Action item
Write out again, exactly, the lines below starting at the one with "filename crates/persona-core/src/archetype.rs" and ending at the one with "Fixed at process".

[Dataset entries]
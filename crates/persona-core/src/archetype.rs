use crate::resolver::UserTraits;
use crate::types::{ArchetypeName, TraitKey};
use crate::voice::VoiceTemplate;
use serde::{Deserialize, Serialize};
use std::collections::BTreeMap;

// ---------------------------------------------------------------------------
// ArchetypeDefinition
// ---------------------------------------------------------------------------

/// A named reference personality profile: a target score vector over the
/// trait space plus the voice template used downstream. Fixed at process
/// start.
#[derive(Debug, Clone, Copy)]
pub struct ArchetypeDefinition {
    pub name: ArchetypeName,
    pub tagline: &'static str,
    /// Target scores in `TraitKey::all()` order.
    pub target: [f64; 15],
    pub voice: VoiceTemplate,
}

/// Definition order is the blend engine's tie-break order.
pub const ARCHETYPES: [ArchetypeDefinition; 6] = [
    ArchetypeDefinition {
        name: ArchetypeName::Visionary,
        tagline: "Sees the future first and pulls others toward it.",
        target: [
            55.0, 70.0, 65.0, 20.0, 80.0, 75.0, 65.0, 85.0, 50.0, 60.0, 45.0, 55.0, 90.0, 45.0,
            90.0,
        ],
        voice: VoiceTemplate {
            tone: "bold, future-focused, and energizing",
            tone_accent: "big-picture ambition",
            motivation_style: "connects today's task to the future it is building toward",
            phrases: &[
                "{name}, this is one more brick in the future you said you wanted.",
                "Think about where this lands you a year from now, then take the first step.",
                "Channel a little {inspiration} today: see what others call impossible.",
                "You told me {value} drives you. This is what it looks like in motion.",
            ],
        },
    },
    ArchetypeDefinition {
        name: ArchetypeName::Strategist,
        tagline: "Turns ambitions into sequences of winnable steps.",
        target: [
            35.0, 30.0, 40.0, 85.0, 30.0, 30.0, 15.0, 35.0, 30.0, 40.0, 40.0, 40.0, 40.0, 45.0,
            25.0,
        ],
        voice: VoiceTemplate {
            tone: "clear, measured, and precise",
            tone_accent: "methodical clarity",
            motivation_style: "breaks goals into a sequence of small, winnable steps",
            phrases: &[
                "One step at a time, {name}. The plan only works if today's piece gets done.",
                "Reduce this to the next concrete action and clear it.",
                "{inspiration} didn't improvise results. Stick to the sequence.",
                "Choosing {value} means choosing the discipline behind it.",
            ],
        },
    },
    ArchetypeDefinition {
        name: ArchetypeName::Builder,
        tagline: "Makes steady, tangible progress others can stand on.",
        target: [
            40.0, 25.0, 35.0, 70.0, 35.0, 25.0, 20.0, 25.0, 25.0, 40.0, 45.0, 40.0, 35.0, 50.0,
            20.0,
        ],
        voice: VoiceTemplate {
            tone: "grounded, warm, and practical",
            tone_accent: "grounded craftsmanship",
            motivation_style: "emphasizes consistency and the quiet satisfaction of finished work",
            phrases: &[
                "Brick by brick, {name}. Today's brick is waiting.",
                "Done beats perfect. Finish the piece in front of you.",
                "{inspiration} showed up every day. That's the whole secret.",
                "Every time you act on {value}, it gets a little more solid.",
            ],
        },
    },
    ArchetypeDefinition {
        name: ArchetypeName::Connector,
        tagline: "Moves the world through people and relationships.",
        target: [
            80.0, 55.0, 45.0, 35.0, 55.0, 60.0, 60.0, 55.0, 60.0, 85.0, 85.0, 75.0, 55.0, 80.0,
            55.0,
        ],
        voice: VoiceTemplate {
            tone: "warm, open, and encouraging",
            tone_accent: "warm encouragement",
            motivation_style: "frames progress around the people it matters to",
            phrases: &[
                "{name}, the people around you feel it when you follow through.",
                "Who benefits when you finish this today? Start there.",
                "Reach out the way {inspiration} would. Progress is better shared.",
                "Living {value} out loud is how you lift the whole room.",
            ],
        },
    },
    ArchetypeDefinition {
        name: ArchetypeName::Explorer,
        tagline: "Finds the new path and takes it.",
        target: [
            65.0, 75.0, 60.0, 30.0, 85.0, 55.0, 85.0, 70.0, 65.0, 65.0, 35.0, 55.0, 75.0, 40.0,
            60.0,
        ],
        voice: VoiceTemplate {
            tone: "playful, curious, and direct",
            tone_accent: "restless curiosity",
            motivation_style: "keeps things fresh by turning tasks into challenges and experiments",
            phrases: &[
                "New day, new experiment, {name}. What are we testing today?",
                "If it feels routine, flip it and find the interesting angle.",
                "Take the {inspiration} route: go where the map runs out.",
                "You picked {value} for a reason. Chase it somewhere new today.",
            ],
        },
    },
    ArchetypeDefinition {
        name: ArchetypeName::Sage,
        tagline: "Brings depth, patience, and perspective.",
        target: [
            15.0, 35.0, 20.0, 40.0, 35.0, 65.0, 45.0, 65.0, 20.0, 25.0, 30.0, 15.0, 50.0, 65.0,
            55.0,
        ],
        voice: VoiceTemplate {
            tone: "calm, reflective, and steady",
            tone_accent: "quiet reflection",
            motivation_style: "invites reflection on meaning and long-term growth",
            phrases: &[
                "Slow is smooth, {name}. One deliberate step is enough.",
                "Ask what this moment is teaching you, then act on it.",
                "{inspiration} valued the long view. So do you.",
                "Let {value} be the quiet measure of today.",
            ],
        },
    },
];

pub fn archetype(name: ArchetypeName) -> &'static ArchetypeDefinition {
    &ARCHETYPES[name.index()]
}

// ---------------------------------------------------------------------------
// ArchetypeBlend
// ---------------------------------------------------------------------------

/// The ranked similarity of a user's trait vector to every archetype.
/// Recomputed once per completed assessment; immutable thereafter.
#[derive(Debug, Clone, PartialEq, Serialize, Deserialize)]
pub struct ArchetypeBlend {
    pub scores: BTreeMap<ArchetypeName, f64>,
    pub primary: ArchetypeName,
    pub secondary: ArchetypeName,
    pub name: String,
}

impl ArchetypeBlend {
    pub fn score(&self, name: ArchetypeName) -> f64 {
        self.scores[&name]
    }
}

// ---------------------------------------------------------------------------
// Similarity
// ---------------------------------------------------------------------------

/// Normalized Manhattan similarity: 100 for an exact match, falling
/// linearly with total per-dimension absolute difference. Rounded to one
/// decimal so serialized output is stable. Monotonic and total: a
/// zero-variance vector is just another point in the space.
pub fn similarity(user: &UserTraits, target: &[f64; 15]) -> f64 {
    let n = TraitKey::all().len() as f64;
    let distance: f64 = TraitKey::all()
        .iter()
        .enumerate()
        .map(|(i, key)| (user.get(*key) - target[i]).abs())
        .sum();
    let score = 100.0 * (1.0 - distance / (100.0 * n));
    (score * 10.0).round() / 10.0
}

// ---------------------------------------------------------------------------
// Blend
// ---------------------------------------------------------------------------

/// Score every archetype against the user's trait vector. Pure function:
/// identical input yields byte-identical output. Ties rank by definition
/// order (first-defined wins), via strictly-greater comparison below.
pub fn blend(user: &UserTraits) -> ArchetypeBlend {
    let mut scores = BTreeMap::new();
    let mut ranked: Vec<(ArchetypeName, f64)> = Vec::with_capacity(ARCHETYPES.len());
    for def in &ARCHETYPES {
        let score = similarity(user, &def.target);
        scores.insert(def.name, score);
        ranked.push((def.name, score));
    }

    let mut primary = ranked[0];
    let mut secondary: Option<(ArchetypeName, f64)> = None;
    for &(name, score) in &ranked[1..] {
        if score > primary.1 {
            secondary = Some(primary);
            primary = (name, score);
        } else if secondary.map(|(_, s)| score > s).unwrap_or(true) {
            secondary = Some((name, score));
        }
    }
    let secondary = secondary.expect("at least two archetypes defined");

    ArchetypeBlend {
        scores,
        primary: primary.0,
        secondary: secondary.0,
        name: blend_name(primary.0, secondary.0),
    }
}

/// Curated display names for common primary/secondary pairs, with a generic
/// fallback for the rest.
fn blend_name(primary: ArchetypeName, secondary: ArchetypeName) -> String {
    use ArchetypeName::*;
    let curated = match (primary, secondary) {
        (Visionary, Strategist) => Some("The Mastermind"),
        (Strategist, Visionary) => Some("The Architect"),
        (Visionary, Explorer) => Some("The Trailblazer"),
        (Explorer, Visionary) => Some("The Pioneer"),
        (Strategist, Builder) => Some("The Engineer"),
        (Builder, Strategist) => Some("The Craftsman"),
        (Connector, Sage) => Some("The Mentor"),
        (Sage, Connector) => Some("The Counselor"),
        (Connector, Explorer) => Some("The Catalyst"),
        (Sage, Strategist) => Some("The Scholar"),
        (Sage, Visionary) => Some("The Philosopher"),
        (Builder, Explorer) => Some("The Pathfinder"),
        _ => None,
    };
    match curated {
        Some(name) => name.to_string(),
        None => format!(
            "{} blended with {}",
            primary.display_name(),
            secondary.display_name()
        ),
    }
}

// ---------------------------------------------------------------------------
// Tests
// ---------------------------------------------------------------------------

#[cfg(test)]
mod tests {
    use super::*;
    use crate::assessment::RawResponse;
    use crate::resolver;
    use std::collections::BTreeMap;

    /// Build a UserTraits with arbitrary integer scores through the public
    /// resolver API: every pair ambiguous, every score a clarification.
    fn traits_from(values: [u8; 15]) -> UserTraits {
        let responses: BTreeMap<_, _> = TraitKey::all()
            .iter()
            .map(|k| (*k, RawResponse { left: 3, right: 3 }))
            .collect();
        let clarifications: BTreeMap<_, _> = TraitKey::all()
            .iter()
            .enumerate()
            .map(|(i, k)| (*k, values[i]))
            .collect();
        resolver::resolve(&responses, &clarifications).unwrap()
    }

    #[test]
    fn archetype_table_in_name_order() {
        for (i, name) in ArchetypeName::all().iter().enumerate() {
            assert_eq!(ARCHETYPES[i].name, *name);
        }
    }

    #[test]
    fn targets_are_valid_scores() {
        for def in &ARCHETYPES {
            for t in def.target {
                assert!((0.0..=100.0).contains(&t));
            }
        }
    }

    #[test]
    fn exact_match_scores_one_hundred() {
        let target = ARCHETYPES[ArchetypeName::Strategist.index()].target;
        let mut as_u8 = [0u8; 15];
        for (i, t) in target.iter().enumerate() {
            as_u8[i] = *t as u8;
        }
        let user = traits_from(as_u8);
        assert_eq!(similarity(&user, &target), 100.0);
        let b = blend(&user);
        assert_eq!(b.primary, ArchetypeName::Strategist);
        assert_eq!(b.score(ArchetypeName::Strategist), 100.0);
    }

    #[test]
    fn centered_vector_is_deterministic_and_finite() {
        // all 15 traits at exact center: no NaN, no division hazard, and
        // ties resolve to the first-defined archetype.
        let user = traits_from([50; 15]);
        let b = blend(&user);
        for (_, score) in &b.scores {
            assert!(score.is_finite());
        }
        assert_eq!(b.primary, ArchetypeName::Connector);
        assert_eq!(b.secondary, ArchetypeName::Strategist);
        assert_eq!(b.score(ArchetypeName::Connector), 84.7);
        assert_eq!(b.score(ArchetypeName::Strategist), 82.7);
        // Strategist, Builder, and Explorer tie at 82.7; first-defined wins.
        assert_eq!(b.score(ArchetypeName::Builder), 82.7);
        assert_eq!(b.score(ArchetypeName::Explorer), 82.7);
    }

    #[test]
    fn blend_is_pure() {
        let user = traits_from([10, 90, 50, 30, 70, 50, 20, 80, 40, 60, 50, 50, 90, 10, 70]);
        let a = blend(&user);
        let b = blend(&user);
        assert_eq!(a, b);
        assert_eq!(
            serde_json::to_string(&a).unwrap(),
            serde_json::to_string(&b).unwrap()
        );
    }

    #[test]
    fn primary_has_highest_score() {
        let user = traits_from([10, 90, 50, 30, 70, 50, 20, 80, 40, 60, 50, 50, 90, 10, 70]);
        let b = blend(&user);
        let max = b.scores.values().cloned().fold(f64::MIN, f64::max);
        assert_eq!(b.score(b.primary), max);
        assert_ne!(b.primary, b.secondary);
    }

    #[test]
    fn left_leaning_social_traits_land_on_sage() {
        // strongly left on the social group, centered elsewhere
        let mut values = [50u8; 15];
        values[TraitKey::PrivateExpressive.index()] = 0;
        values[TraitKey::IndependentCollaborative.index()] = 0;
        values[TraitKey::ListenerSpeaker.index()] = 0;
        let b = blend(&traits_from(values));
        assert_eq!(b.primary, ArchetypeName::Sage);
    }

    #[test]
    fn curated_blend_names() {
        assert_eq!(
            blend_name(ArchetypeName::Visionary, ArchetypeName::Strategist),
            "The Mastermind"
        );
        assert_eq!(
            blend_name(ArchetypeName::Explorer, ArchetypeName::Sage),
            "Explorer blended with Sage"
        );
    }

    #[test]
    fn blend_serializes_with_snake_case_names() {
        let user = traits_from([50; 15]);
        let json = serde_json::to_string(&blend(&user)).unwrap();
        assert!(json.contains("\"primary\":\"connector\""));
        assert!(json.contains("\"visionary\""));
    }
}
==
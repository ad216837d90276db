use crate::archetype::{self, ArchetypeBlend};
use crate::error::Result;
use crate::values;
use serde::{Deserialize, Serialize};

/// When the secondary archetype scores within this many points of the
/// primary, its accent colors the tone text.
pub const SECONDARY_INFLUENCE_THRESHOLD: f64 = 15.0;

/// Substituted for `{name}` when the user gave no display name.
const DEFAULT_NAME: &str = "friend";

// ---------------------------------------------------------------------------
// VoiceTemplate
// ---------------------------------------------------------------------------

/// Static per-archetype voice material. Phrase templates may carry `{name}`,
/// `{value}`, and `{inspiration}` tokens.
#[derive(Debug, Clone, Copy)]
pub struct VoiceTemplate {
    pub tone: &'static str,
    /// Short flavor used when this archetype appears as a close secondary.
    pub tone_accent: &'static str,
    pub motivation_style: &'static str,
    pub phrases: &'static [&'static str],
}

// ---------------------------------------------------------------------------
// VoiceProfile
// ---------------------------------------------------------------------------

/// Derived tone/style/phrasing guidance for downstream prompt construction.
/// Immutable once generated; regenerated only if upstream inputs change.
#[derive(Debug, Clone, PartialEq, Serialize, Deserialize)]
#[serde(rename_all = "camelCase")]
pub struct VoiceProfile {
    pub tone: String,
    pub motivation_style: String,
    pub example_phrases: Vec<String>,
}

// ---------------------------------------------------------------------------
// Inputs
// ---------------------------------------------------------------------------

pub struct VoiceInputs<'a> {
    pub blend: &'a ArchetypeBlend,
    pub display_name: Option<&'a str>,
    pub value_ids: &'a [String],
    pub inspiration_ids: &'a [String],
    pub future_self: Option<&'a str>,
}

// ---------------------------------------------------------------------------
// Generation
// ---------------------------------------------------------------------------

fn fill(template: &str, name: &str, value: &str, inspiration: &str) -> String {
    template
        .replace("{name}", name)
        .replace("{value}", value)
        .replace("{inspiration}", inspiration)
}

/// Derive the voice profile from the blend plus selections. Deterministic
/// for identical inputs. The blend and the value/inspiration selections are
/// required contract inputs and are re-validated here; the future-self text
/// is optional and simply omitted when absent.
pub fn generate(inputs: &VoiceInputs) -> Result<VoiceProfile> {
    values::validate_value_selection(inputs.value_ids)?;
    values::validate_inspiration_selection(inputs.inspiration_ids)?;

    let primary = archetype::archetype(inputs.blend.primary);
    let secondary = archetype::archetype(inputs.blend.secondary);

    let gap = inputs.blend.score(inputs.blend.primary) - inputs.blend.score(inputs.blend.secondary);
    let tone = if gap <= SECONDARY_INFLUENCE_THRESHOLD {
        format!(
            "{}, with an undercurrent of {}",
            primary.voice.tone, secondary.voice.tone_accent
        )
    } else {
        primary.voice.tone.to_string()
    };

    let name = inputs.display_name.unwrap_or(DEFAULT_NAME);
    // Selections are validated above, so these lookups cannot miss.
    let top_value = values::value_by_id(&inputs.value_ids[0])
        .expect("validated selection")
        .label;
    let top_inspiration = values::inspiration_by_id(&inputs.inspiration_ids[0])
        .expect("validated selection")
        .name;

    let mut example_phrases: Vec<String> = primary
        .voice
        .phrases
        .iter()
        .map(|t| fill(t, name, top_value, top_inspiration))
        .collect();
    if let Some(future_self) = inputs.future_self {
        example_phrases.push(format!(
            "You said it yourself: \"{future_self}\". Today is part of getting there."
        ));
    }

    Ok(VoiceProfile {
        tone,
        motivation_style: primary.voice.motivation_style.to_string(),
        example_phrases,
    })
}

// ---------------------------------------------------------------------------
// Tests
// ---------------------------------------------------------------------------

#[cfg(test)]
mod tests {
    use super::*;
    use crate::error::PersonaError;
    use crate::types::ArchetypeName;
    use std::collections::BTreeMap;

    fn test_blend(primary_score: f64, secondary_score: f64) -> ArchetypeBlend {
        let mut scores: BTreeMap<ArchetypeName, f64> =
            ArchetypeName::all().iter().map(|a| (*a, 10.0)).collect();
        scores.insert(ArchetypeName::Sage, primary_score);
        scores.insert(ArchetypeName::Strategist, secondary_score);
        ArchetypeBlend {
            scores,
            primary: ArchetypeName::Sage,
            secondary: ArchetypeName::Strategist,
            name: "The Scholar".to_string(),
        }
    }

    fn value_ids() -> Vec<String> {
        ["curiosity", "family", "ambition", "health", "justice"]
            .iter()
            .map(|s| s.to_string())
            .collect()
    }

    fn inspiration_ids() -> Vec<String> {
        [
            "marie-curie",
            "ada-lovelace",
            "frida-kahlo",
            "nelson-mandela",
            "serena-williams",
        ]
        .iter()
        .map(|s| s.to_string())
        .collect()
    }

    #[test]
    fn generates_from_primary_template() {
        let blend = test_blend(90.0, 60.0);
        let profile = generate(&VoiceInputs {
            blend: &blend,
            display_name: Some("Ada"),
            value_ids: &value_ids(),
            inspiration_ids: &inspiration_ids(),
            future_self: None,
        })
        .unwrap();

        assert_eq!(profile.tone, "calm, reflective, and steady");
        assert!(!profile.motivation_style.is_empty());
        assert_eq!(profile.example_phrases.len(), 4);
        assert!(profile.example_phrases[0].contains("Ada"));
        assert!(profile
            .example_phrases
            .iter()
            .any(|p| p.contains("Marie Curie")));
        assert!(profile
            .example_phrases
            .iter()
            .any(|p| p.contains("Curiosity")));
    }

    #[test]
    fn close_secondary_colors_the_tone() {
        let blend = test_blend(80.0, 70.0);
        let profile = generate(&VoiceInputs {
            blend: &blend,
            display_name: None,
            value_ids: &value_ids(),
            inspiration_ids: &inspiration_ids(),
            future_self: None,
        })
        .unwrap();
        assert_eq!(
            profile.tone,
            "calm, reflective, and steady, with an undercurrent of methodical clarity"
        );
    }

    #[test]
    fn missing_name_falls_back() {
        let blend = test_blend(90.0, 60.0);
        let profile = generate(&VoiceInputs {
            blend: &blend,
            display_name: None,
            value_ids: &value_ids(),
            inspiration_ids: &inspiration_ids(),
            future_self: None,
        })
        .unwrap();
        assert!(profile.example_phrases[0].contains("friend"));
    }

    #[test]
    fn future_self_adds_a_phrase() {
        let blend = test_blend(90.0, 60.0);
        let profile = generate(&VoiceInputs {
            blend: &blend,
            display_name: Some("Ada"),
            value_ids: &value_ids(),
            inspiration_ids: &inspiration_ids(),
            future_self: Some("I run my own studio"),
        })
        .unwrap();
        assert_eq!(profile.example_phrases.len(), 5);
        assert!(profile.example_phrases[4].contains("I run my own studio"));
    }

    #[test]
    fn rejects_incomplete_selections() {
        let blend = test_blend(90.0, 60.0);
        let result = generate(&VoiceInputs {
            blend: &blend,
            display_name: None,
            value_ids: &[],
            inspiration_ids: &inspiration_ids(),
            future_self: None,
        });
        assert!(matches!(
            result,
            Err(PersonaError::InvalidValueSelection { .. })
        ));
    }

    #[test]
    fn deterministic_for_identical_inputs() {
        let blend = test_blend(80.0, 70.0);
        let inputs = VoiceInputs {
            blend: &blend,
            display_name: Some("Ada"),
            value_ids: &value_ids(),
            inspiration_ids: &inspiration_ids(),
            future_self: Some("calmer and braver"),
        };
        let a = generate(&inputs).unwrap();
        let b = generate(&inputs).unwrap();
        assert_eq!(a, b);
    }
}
---
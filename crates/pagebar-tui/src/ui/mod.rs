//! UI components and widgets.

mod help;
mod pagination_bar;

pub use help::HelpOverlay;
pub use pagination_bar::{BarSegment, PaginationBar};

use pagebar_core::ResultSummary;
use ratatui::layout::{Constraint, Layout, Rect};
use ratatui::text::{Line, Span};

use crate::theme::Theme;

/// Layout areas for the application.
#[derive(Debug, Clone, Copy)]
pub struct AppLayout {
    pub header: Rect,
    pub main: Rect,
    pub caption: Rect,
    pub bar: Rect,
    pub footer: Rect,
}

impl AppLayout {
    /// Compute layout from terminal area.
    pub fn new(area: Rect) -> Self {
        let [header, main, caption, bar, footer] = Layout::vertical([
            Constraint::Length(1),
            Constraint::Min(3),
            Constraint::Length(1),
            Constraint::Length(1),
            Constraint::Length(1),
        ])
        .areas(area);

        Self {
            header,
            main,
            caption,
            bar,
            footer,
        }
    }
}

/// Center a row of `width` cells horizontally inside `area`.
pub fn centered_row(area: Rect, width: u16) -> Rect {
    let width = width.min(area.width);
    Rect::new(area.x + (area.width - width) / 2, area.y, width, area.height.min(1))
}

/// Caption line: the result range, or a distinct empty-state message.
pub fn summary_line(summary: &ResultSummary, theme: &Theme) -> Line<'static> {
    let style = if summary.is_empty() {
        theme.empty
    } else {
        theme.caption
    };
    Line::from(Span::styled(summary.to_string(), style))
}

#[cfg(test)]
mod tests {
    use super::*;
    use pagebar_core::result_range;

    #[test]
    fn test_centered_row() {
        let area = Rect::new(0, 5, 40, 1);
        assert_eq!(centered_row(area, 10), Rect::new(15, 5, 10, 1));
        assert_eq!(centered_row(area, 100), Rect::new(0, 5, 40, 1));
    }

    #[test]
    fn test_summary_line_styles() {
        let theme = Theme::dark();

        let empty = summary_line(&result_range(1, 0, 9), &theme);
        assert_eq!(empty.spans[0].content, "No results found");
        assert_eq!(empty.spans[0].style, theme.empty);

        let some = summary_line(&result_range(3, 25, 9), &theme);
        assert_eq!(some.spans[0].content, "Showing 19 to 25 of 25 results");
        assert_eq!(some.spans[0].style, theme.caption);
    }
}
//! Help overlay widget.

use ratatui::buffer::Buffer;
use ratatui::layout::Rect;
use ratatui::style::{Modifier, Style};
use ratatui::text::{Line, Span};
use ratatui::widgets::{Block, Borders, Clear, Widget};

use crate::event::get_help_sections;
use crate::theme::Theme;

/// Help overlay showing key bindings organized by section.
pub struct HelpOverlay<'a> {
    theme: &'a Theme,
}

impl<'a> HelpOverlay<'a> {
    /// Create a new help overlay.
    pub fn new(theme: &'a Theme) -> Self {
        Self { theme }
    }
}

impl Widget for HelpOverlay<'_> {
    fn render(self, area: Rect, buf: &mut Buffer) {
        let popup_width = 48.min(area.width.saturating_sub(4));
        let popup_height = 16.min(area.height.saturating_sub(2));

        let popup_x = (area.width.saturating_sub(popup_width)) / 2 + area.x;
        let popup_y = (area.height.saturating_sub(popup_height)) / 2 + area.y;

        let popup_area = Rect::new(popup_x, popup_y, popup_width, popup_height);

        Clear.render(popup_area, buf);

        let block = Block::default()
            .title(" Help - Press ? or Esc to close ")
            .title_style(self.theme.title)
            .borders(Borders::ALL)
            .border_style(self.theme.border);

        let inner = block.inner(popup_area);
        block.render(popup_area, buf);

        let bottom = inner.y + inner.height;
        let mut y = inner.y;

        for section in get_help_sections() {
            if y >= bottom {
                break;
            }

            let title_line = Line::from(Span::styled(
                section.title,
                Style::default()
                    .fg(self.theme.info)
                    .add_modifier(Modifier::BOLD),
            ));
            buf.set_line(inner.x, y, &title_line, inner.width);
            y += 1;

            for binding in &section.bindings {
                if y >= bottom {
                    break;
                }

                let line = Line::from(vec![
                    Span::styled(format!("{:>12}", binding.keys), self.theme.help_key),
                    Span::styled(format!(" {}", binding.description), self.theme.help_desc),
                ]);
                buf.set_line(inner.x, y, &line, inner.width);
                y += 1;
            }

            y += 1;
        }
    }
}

Result of the task
filename crates/persona-core/src/archetype.rs
use crate::resolver::UserTraits;
use crate::types::{ArchetypeName, TraitKey};
use crate::voice::VoiceTemplate;
use serde::{Deserialize, Serialize};
use std::collections::BTreeMap;

// ---------------------------------------------------------------------------
// ArchetypeDefinition
// ---------------------------------------------------------------------------

/// A named reference personality profile: a target score vector over the
/// trait space plus the voice template used downstream. Fixed at process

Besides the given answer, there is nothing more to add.